People are busy. You are busy. I am busy. Everyone's mom, dad, uncle, and second cousin is busy. If my own children have a meeting, especially if that meeting is a fucking IEP and my kid is lucky not to be suspended weekly, I will be at that goddamn meeting. I know that things happen, but when the twelve-year-old says, "Mom knows, she talked about it this morning", and the SpEd teacher says, "I talked to her yesterday and I called her this morning"... No wonder your kid acts out.
There are almost 70 kids that I see daily, a low number compared to many teachers, nonetheless there are maybe eight whom I do not worry about. Others are going to be ok, but not as good as they could be. Not the contributors they could be because of us, bust because of the contributors they should be, because of their station and opportunity. I chose middle school because I thought these younger individuals might be more susceptible to molding. Most of my kids will be ok or better, but even one is too many to end up in a body bag meant for a person with ten, twenty, thirty years more. As I wish these young people could slow down, I speed it up as the pressure of the end of another quarter comes and another year approaches... I know the odds are that no one I meet will stab another child in front a convenience store, but mostly because I already met that kid. While I worry about hundreds of kids; while I miss class to go to training that should have happened in July; while I sleep like shit because I think about it too much; while many charismatic, smart, and capable kids miss out on their right to learn; while they blame me rather than their mothers and fathers or lack thereof; my own children and best friend spend many minutes incomplete (assuming they want to hang with this nut, this guy who is nutty enough to become a teacher).
PS - Still don't have any damn books.

Teaching children is one of the most amazing and rewarding things that a person can do. It is infinitely rewarding through the looks of expectation and admiration that young people often make more than obvious to you, but especially when these gazes are obscured by timidity or proud embarrassment.
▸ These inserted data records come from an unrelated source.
// This file is part of the terraform-provider-vra project
//
// Copyright (C) ANEO, 2024-2024. All rights reserved.
//
// Licensed under the Apache License, Version 2.0 (the "License")
// you may not use this file except in compliance with the License.
// You may obtain a copy of the License at
//
//     http://www.apache.org/licenses/LICENSE-2.0
//
// Unless required by applicable law or agreed to in writing, software
// distributed under the License is distributed on an "AS IS" BASIS,
// WITHOUT WARRANTIES OR CONDITIONS OF ANY KIND, either express or implied.
// See the License for the specific language governing permissions and
// limitations under the License.

use serde::{Deserialize, Serialize};

use tf_provider::schema::{AttributeConstraint, AttributeType, Block, Description};
use tf_provider::value::{ValueList, ValueString};
use tf_provider::map;
use tf_provider::schema::Schema;

use crate::client::models::Project;
use crate::resource::expand::{flatten_string_list, optional_string, value_string, ValueSet};
use crate::resource::{flatten_users, users_attribute, PROJECTS_PATH};
use crate::utils::WithSchema;

use super::{computed_attribute, config_keys, key_attribute, LookupKind};

#[derive(Debug, Default, Clone, PartialEq, Serialize, Deserialize)]
pub struct ProjectDataState<'a> {
    pub id: ValueString<'a>,
    pub name: ValueString<'a>,
    pub description: ValueString<'a>,
    pub administrators: ValueSet<ValueString<'a>>,
    pub members: ValueSet<ValueString<'a>>,
    pub zone_ids: ValueList<ValueString<'a>>,
}

impl<'a> WithSchema for ProjectDataState<'a> {
    fn schema() -> Schema {
        Schema {
            version: 1,
            block: Block {
                version: 1,
                attributes: map! {
                    "id" => key_attribute("Id of the project, conflicts with `name`"),
                    "name" => key_attribute("Name of the project, conflicts with `id`"),
                    "description" => computed_attribute(AttributeType::String, "Description of the project"),
                    "administrators" => users_attribute(
                        "Emails of the project administrators",
                        AttributeConstraint::Computed,
                    ),
                    "members" => users_attribute(
                        "Emails of the project members",
                        AttributeConstraint::Computed,
                    ),
                    "zone_ids" => computed_attribute(
                        AttributeType::List(Box::new(AttributeType::String)),
                        "Ids of the zones assigned to the project",
                    ),
                },
                description: Description::plain("Look up a project by id or by name"),
                ..Default::default()
            },
        }
    }
}

#[derive(Debug, Default, Clone)]
pub struct ProjectLookup;

impl LookupKind for ProjectLookup {
    type State<'a> = ProjectDataState<'a>;
    type Object = Project;

    const PATH: &'static str = PROJECTS_PATH;
    const NAME: &'static str = "projects";

    fn keys<'s>(state: &'s ProjectDataState<'_>) -> (Option<&'s str>, Option<&'s str>) {
        config_keys(&state.id, &state.name)
    }

    fn flatten<'a>(project: Project) -> ProjectDataState<'a> {
        let zone_ids = project
            .zones
            .into_iter()
            .map(|zone| zone.zone_id)
            .collect::<Vec<_>>();
        ProjectDataState {
            id: value_string(project.id),
            name: optional_string(project.name),
            description: optional_string(project.description),
            administrators: flatten_users(&project.administrators),
            members: flatten_users(&project.members),
            zone_ids: flatten_string_list(&zone_ids),
        }
    }
}

#[cfg(test)]
mod tests {
    use serde_json::json;
    use tf_provider::value::Value;

    use super::*;

    #[test]
    fn project_is_flattened() {
        let project: Project = serde_json::from_value(json!({
            "id": "p1",
            "name": "web",
            "administrators": [{"email": "admin@example.com"}],
            "zones": [{"zoneId": "z1"}, {"zoneId": "z2"}],
        }))
        .unwrap();

        let state = ProjectLookup::flatten(project);
        assert_eq!(state.id, value_string("p1"));
        assert_eq!(state.description, Value::Null);
        assert_eq!(
            state.zone_ids,
            flatten_string_list(&[String::from("z1"), String::from("z2")])
        );
        assert_eq!(
            state.administrators,
            Value::Value([value_string("admin@example.com")].into_iter().collect())
        );
        assert_eq!(ProjectLookup::keys(&state), (Some("p1"), Some("web")));
    }
}
// src/consolidate/prompts.rs
// Prompt text and output schemas for the consolidation stages

use serde_json::{Value, json};

use crate::graph::{Entity, ScoredMemory};

/// Entity types the extraction stage accepts; anything else is dropped.
pub const ENTITY_TYPES: &[&str] = &[
    "person",
    "organization",
    "project",
    "technology",
    "concept",
    "place",
    "event",
];

pub fn extraction_prompt(note: &str) -> String {
    format!(
        r#"Extract entities and memories from this note.

Note: "{note}"

Rules:
1. entities: recurring subjects worth tracking. Allowed types: {types}.
   - name: the subject as written (casing preserved for brands like "iPhone")
   - description: one short sentence, only if the note says something about it
   - isWellKnown: true for widely-known subjects (languages, companies, products)
2. memories: self-contained facts from the note, one per distinct fact.
   - content: a standalone sentence a future reader understands without the note
   - aboutEntities: names of the entities the fact concerns
   - validAt: ISO-8601 date/time only when the note states when the fact became true
3. userBiographicalFacts: facts about the user themself (role, location,
   preferences about who they are), omitted when none.

Do not invent facts that are not in the note."#,
        note = note,
        types = ENTITY_TYPES.join(", "),
    )
}

pub fn extraction_schema() -> Value {
    json!({
        "type": "object",
        "required": ["entities", "memories"],
        "properties": {
            "entities": {
                "type": "array",
                "items": {
                    "type": "object",
                    "required": ["name", "type"],
                    "properties": {
                        "name": {"type": "string"},
                        "type": {"type": "string"},
                        "description": {"type": "string"},
                        "isWellKnown": {"type": "boolean"},
                    },
                },
            },
            "memories": {
                "type": "array",
                "items": {
                    "type": "object",
                    "required": ["content", "aboutEntities"],
                    "properties": {
                        "content": {"type": "string"},
                        "aboutEntities": {"type": "array", "items": {"type": "string"}},
                        "validAt": {"type": "string"},
                    },
                },
            },
            "userBiographicalFacts": {"type": "array", "items": {"type": "string"}},
        },
    })
}

pub fn entity_resolution_prompt(name: &str, entity_type: &str, candidates: &[Entity]) -> String {
    let listing = candidates
        .iter()
        .map(|c| {
            format!(
                "- id: {}, name: {}, type: {}, linked memories: {}",
                c.id, c.name, c.entity_type, c.degree
            )
        })
        .collect::<Vec<_>>()
        .join("\n");

    format!(
        r#"Decide whether an extracted entity refers to one already in the graph.

Extracted entity: name "{name}", type "{entity_type}"

Existing candidates:
{listing}

Return MATCH with the candidate's id only when they are the same real-world
subject (renames and alternate spellings count). Otherwise return CREATE.
Give a one-sentence reason."#,
    )
}

pub fn entity_resolution_schema() -> Value {
    json!({
        "type": "object",
        "required": ["action", "reason"],
        "properties": {
            "action": {"type": "string", "enum": ["CREATE", "MATCH"]},
            "matchedEntityId": {"type": "string"},
            "reason": {"type": "string"},
        },
    })
}

pub fn memory_resolution_prompt(content: &str, context: &[ScoredMemory]) -> String {
    let listing = context
        .iter()
        .map(|sm| format!("- id: {}, content: {}", sm.memory.id, sm.memory.content))
        .collect::<Vec<_>>()
        .join("\n");

    format!(
        r#"Decide how a new fact relates to what the graph already knows.

New fact: "{content}"

Existing memories:
{listing}

Actions:
- ADD: the fact is new information
- UPDATE with targetId: the fact supersedes or corrects an existing memory
- SKIP: the fact is already recorded with the same meaning

Give a one-sentence reason."#,
    )
}

pub fn memory_resolution_schema() -> Value {
    json!({
        "type": "object",
        "required": ["action", "reason"],
        "properties": {
            "action": {"type": "string", "enum": ["ADD", "UPDATE", "SKIP"]},
            "targetId": {"type": "string"},
            "reason": {"type": "string"},
        },
    })
}

pub fn user_description_prompt(facts: &[String], current: Option<&str>) -> String {
    let current = current.unwrap_or("(none)");
    let listing = facts
        .iter()
        .map(|f| format!("- {f}"))
        .collect::<Vec<_>>()
        .join("\n");

    format!(
        r#"The user shared biographical facts. Decide whether the stored
description of the user should change.

Current description: {current}

New facts:
{listing}

If the facts add or change anything, return shouldUpdate=true with a full
replacement description (2-3 sentences, third person). Otherwise return
shouldUpdate=false."#,
    )
}

pub fn user_description_schema() -> Value {
    json!({
        "type": "object",
        "required": ["shouldUpdate"],
        "properties": {
            "shouldUpdate": {"type": "boolean"},
            "description": {"type": "string"},
        },
    })
}
// src/proxy/filter.rs
// Skip-pattern filter: requests matching a configured pattern bypass
// retrieval entirely and are forwarded untouched.
//
// Matching is isolated here so a regex variant can replace it without
// touching callers.

/// Case-insensitive substring match against the configured pattern list.
pub fn should_skip(text: &str, patterns: &[String]) -> bool {
    if patterns.is_empty() {
        return false;
    }
    let haystack = text.to_lowercase();
    patterns
        .iter()
        .any(|p| !p.is_empty() && haystack.contains(&p.to_lowercase()))
}

#[cfg(test)]
mod tests {
    use super::*;

    fn patterns(items: &[&str]) -> Vec<String> {
        items.iter().map(|s| s.to_string()).collect()
    }

    #[test]
    fn test_substring_match_is_case_insensitive() {
        let ps = patterns(&["do not remember"]);
        assert!(should_skip("Please DO NOT remember this", &ps));
        assert!(should_skip("do not remember", &ps));
        assert!(!should_skip("please remember this", &ps));
    }

    #[test]
    fn test_empty_patterns_never_skip() {
        assert!(!should_skip("anything", &[]));
        assert!(!should_skip("anything", &patterns(&[""])));
    }
}
// src/error.rs
// Standardized error types for memento

use thiserror::Error;

/// Main error type for the memento library
#[derive(Error, Debug)]
pub enum MementoError {
    /// Transport failure to the graph store, LLM, or embedding provider.
    #[error("connection error: {0}")]
    Connection(String),

    /// Deadlock, lock contention, or other condition expected to clear.
    #[error("transient error: {0}")]
    Transient(String),

    /// Schema invariant rejected by the store. Not retryable.
    #[error("constraint violation: {0}")]
    ConstraintViolation(String),

    /// Index or constraint already present. Benign during setup only.
    #[error("schema already exists: {0}")]
    SchemaAlreadyExists(String),

    /// Malformed query or unclassified store failure.
    #[error("query error: {0}")]
    Query(String),

    /// LLM output did not match the expected shape.
    #[error("schema violation: {0}")]
    SchemaViolation(String),

    /// Embedding requested for empty or whitespace-only text.
    #[error("empty input: embedding requested for empty text")]
    EmptyInput,

    /// Deadline hit before the operation completed.
    #[error("timeout exceeded")]
    TimeoutExceeded,

    /// Every retrieval source failed.
    #[error("retrieval failed: {0}")]
    Retrieval(String),

    #[error("configuration error: {0}")]
    Config(String),

    #[error("JSON serialization error: {0}")]
    Json(#[from] serde_json::Error),

    #[error("I/O error: {0}")]
    Io(#[from] std::io::Error),
}

/// Convenience type alias for Result using MementoError
pub type Result<T> = std::result::Result<T, MementoError>;

impl MementoError {
    /// Classify an HTTP failure status into a retryable or terminal error.
    pub fn from_status(status: reqwest::StatusCode, body: &str) -> Self {
        if status.is_server_error() || status.as_u16() == 429 {
            MementoError::Transient(format!("API error {status}: {body}"))
        } else {
            MementoError::Query(format!("API error {status}: {body}"))
        }
    }

    /// Whether the operation may succeed on retry.
    ///
    /// Connection failures retry immediately; transient store conditions and
    /// LLM shape violations retry with backoff. Everything else surfaces.
    pub fn is_retryable(&self) -> bool {
        matches!(
            self,
            MementoError::Connection(_)
                | MementoError::Transient(_)
                | MementoError::SchemaViolation(_)
        )
    }
}

impl From<reqwest::Error> for MementoError {
    fn from(err: reqwest::Error) -> Self {
        if err.is_timeout() {
            MementoError::TimeoutExceeded
        } else if err.is_connect() {
            MementoError::Connection(err.to_string())
        } else {
            MementoError::Transient(err.to_string())
        }
    }
}

impl From<tokio::task::JoinError> for MementoError {
    fn from(err: tokio::task::JoinError) -> Self {
        MementoError::Transient(err.to_string())
    }
}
It is satisfactory, beyond the meaning of the word, when the kid in your 7th grade class, who reads at a 2nd grade level, gets even the most simplistic versions of what is happening in class. Especially when that understanding comes with an unsolicited high-five. It is the greatest feeling in the world to take a kid whom you do not know, among 60-120 others in the same category, and move the to a new category - one of admiration and wonder. There are always students, other people's children, who never (NEVER) stop talking, or humming, or grinding deodorant into the floor, or stealing your tape, or lying about why the same notebook is somehow blank everyday, or have parents that demand a grade on a proficiency scale that indicates that after all that their lovely child doesn't have autism after all. Teaching can be like parenting. It isn't worth much that you can pocket to show your friends. It isn't always your favorite. Sometimes you question why you made such a choice for yourself. Sometimes you defend it while simultaneously agreeing that it is nuts. But you never want to stop.
Not forever anyway.

Education is the most important profession in modern society. I teach because it is hard.